The Board of the University of Groningen has approved a plan regarding the future of KVI put forward by the interim director of this institute. A reorganization will now be set in motion, whereby all jobs will probably be retained.
As part of the plan, some of the academic staff and the majority of the technicians (and their workshops) will be transferred to a new unit: the Centre for Advanced Radiation Technology (CART). This centre will continue to operate from within the current KVI premises, initially as an independent service directly accountable to the Board of the University.
The main focus of CART will be on scientific research with a strong instrumentation component. CART will therefore be staffed by research groups with a strong affiliation to the workshops, technology development, the particle accelerator, imaging (medical and non-medical) and the work for the GSI Helmholtzzentrum für Schwerionenforschung in Darmstadt.
The proposed activities at CART can be divided into the main areas: Accelerator physics and detector development, Medical accelerator physics, Medical imaging and other activities (radiation hardness testing in electronics, building sensors, applying vacuum and cooling techniques, etc.)

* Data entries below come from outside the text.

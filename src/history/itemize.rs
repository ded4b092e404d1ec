//! Rebuild individual transactions from a grid dump
//!
//! A reconciliation pass dumps every day column of the book: the formula of
//! each (category, day) cell plus the memo slots underneath. The itemizer
//! expands each formula so that every addend is one transaction, then pairs
//! the addends with the category's memo fragments in order.
//!
//! The pairing is best-effort. For most categories a missing memo tail just
//! means memo-less transactions; for the configured threshold categories
//! (typically transport) the convention is that only amounts above the
//! threshold were ever given a memo, so the memos are attached to those, in
//! order, and everything below the threshold goes without.

use std::collections::VecDeque;

use log::debug;

use crate::expr;
use crate::util::{
    config::BookConfig,
    date::Date,
    entry::{Amount, Record},
};
use crate::sheet::{memo::MemoGroup, CellValue};

/// Everything dumped for one day column
#[derive(Debug, Clone)]
pub struct DayCells {
    pub date: Date,
    /// one cell per configured category, in category order
    pub cells: Vec<CellValue>,
    /// the memo slots under the column, in row order
    pub memos: Vec<String>,
}

/// Grid walker; holds the configuration that defines the row layout
pub struct Itemizer<'c> {
    config: &'c BookConfig,
}

impl<'c> Itemizer<'c> {
    pub fn new(config: &'c BookConfig) -> Self {
        Self { config }
    }

    /// Itemize a sequence of dumped day columns into ordered records
    pub fn run(&self, days: &[DayCells]) -> Vec<Record> {
        let mut records = Vec::new();
        for day in days {
            self.itemize_day(day, &mut records);
        }
        records
    }

    fn itemize_day(&self, day: &DayCells, out: &mut Vec<Record>) {
        let stamp = day.date.midnight();
        let group = MemoGroup::new(day.memos.clone());
        for (idx, category) in self.config.categories.iter().enumerate() {
            let cell = match day.cells.get(idx) {
                Some(cell) => cell,
                None => break,
            };
            if cell.is_empty() {
                continue;
            }
            let expanded = expr::expand(&cell.raw());
            let amounts = positive_literals(&expanded);
            if amounts.is_empty() {
                continue;
            }
            let memos = self.pair_memos(category, &amounts, group.fragments(category));
            for (amount, memo) in amounts.into_iter().zip(memos) {
                out.push(Record::new(stamp, category, memo, Amount(amount)));
            }
        }
    }

    /// One memo per amount, positionally
    fn pair_memos(
        &self,
        category: &str,
        amounts: &[i64],
        fragments: Option<Vec<String>>,
    ) -> Vec<String> {
        let mut memos = fragments.unwrap_or_default();
        if amounts.len() <= memos.len() {
            // excess fragments have nothing to attach to and are dropped
            return memos;
        }
        if self.config.follows_threshold(category) {
            debug!(
                "memo gap for {}: {} amounts, {} memos; applying threshold pairing",
                category,
                amounts.len(),
                memos.len(),
            );
            let mut queue: VecDeque<String> = memos.into();
            amounts
                .iter()
                .map(|a| {
                    if *a > self.config.memo_threshold {
                        queue.pop_front().unwrap_or_default()
                    } else {
                        String::new()
                    }
                })
                .collect()
        } else {
            memos.resize(amounts.len(), String::new());
            memos
        }
    }
}

/// Every positive integer literal of an expanded formula, left to right
fn positive_literals(expanded: &str) -> Vec<i64> {
    let bytes = expanded.as_bytes();
    let mut out = Vec::new();
    let mut i = 0;
    while i < bytes.len() {
        if bytes[i].is_ascii_digit() {
            let start = i;
            while i < bytes.len() && bytes[i].is_ascii_digit() {
                i += 1;
            }
            if let Ok(value) = expanded[start..i].parse::<i64>() {
                if value > 0 {
                    out.push(value);
                }
            }
        } else {
            i += 1;
        }
    }
    out
}

#[cfg(test)]
mod test {
    use super::*;
    use crate::util::date::Month::*;

    fn config() -> BookConfig {
        BookConfig {
            categories: ["Food", "Transport"].iter().map(|s| s.to_string()).collect(),
            amount_row: 31,
            memo_row: 51,
            memo_slots: 4,
            memo_threshold: 500,
            memo_threshold_categories: vec!["Transport".to_string()],
            exclude_categories: vec![],
        }
    }

    fn day(date: Date, cells: &[&str], memos: &[&str]) -> DayCells {
        DayCells {
            date,
            cells: cells.iter().map(|c| CellValue::from_raw(c)).collect(),
            memos: memos.iter().map(|m| m.to_string()).collect(),
        }
    }

    macro_rules! dt {
        ( $y:tt - $m:tt - $d:tt ) => {
            Date::from($y, $m, $d).unwrap()
        }
    }

    #[test]
    fn zero_cells_are_skipped() {
        let config = config();
        let days = [day(dt!(2023-Apr-5), &["0", "=0"], &["", "", "", ""])];
        assert!(Itemizer::new(&config).run(&days).is_empty());
    }

    #[test]
    fn addends_pair_with_memos_in_order() {
        let config = config();
        let days = [day(
            dt!(2023-Apr-5),
            &["=320+150", "0"],
            &["Food: bread, eggs", "", "", ""],
        )];
        let records = Itemizer::new(&config).run(&days);
        assert_eq!(records.len(), 2);
        assert_eq!(records[0].amount, Amount(320));
        assert_eq!(records[0].memo, "bread");
        assert_eq!(records[1].amount, Amount(150));
        assert_eq!(records[1].memo, "eggs");
        assert_eq!(records[0].timestamp, dt!(2023-Apr-5).midnight());
    }

    #[test]
    fn multiplications_expand_to_repeats() {
        let config = config();
        let days = [day(dt!(2023-Apr-5), &["=120*3", "0"], &["", "", "", ""])];
        let records = Itemizer::new(&config).run(&days);
        assert_eq!(records.len(), 3);
        assert!(records.iter().all(|r| r.amount == Amount(120)));
        assert!(records.iter().all(|r| r.memo.is_empty()));
    }

    #[test]
    fn missing_memos_pad_with_empty() {
        let config = config();
        let days = [day(
            dt!(2023-Apr-5),
            &["=320+150+90", "0"],
            &["Food: bread", "", "", ""],
        )];
        let records = Itemizer::new(&config).run(&days);
        assert_eq!(records.len(), 3);
        assert_eq!(records[0].memo, "bread");
        assert_eq!(records[1].memo, "");
        assert_eq!(records[2].memo, "");
    }

    #[test]
    fn threshold_categories_memo_large_amounts_only() {
        let config = config();
        let days = [day(
            dt!(2023-Apr-5),
            &["0", "=180+800+320+1200"],
            &["Transport: shinkansen, airport bus", "", "", ""],
        )];
        let records = Itemizer::new(&config).run(&days);
        assert_eq!(records.len(), 4);
        assert_eq!(records[0].memo, "");
        assert_eq!(records[1].memo, "shinkansen");
        assert_eq!(records[2].memo, "");
        assert_eq!(records[3].memo, "airport bus");
    }

    #[test]
    fn threshold_pairing_only_kicks_in_on_gaps() {
        // memo count matches addend count: plain positional pairing
        let config = config();
        let days = [day(
            dt!(2023-Apr-5),
            &["0", "=180+800"],
            &["Transport: bus, taxi", "", "", ""],
        )];
        let records = Itemizer::new(&config).run(&days);
        assert_eq!(records[0].memo, "bus");
        assert_eq!(records[1].memo, "taxi");
    }

    #[test]
    fn zero_addends_never_emit() {
        let config = config();
        let days = [day(dt!(2023-Apr-5), &["=5*0+300", "0"], &["", "", "", ""])];
        let records = Itemizer::new(&config).run(&days);
        assert_eq!(records.len(), 1);
        assert_eq!(records[0].amount, Amount(300));
    }

    #[test]
    fn several_days_stay_ordered() {
        let config = config();
        let days = [
            day(dt!(2023-Apr-5), &["=320", "0"], &["", "", "", ""]),
            day(dt!(2023-Apr-6), &["0", "=250"], &["", "", "", ""]),
        ];
        let records = Itemizer::new(&config).run(&days);
        assert_eq!(records.len(), 2);
        assert!(records[0].timestamp < records[1].timestamp);
        assert_eq!(records[1].category, "Transport");
    }
}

One of the basic premises behind this reorganization is that the particle accelerator AGOR will remain in production for approximately two-and-a-half years after 2013. Keeping AGOR in commission will ensure a smooth transition to the activities involving proton therapy and medical imaging at the UMCG.
The academic staff not being transferred to CART will be given good opportunities to join the Faculty of Mathematics and Natural Sciences (FWN). The Faculty is looking into creating a new institute in the area of Astrophysics and Subatomic Physics, which will bring together staff from the current Kapteyn Astronomical Institute, the current Centre for Theoretical Physics and the KVI. Some time ago, researchers from these three institutes plotted a new joint direction for the Master’s programme in Physics and Astronomy; Quantum Universe. This new field combines the latest knowledge of elementary particles and interactions with the latest findings on the structure and history of the universe, the formation of stellar systems, etc. It is expected to be one of the cornerstones of the new institute at FWN.
In addition, there will be opportunities for setting up an educational line together with the UMCG and FWN with subjects such as Medical Radiation Physics and Medical Imaging.
The future of KVI became uncertain as the particle accelerator AGOR approached the end of its lifespan, causing an end to the funding from the Foundation for Fundamental Research on Matter (FOM). As a new accelerator facility turned out to be unfeasible, last year, the Board of the University commissioned an external investigation into the future of KVI. The person carrying out the investigation (R.J. van Duinen) advised the Board to look into the opportunities and possibilities of setting up a new centre for developing advanced scientific instrumentation. An internal University of Groningen committee was then asked to draw up a business plan. Encouraged by the business plan, the Board of the University went on to give the recently appointed interim director Prof. C.G.M. Sterks a broader assignment with a slightly different set of conditions. Together with his management team, Prof. C.G.M. Sterks devised the abovementioned plan for the future of KVI and submitted it to the Board of the University.